Go line by line through the entries below and copy those containing the string "once".
▼
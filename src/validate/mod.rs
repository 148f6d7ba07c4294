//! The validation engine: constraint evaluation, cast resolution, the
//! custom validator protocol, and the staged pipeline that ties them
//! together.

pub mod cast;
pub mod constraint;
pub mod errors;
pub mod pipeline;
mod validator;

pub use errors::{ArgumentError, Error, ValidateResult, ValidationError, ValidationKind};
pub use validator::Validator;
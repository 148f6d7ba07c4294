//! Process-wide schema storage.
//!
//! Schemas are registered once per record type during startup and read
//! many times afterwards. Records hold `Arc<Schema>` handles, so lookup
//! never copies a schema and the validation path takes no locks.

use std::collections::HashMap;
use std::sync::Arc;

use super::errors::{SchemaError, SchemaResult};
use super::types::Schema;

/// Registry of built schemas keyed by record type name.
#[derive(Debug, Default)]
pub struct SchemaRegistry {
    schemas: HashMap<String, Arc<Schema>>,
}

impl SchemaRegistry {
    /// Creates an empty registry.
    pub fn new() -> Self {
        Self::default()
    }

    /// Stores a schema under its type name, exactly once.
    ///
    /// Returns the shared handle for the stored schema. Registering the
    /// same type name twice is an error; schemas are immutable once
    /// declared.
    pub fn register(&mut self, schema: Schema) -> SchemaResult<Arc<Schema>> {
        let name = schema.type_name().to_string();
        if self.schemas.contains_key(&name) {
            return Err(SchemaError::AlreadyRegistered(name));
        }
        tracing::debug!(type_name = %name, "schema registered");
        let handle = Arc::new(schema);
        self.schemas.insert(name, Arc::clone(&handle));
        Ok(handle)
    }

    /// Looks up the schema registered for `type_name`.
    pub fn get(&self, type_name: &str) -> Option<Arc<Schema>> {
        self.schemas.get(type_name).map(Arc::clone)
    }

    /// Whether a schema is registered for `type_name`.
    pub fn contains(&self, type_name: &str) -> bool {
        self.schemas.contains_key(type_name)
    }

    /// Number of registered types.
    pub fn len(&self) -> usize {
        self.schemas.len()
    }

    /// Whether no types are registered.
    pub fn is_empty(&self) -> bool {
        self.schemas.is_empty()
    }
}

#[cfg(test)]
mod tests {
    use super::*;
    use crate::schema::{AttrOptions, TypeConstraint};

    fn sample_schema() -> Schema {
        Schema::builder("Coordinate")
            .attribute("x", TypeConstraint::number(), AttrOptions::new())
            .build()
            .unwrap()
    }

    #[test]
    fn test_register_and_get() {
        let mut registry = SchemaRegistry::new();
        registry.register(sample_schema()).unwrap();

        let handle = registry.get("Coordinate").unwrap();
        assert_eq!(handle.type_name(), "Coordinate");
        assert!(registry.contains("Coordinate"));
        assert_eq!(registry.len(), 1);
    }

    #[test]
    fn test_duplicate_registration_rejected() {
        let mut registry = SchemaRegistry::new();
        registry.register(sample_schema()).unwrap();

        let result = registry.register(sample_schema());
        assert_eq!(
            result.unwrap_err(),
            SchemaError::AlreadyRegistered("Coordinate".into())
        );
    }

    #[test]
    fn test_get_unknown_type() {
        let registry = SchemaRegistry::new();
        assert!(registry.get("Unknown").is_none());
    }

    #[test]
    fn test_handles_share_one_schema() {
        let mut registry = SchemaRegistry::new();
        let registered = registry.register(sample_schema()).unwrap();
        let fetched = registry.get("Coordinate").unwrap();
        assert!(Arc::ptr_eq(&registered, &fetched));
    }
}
▲
▶ _THE COMPLETED TASK_:
//! Schemas are registered once per record type during startup and read
    /// Stores a schema under its type name, exactly once.
    /// same type name twice is an error; schemas are immutable once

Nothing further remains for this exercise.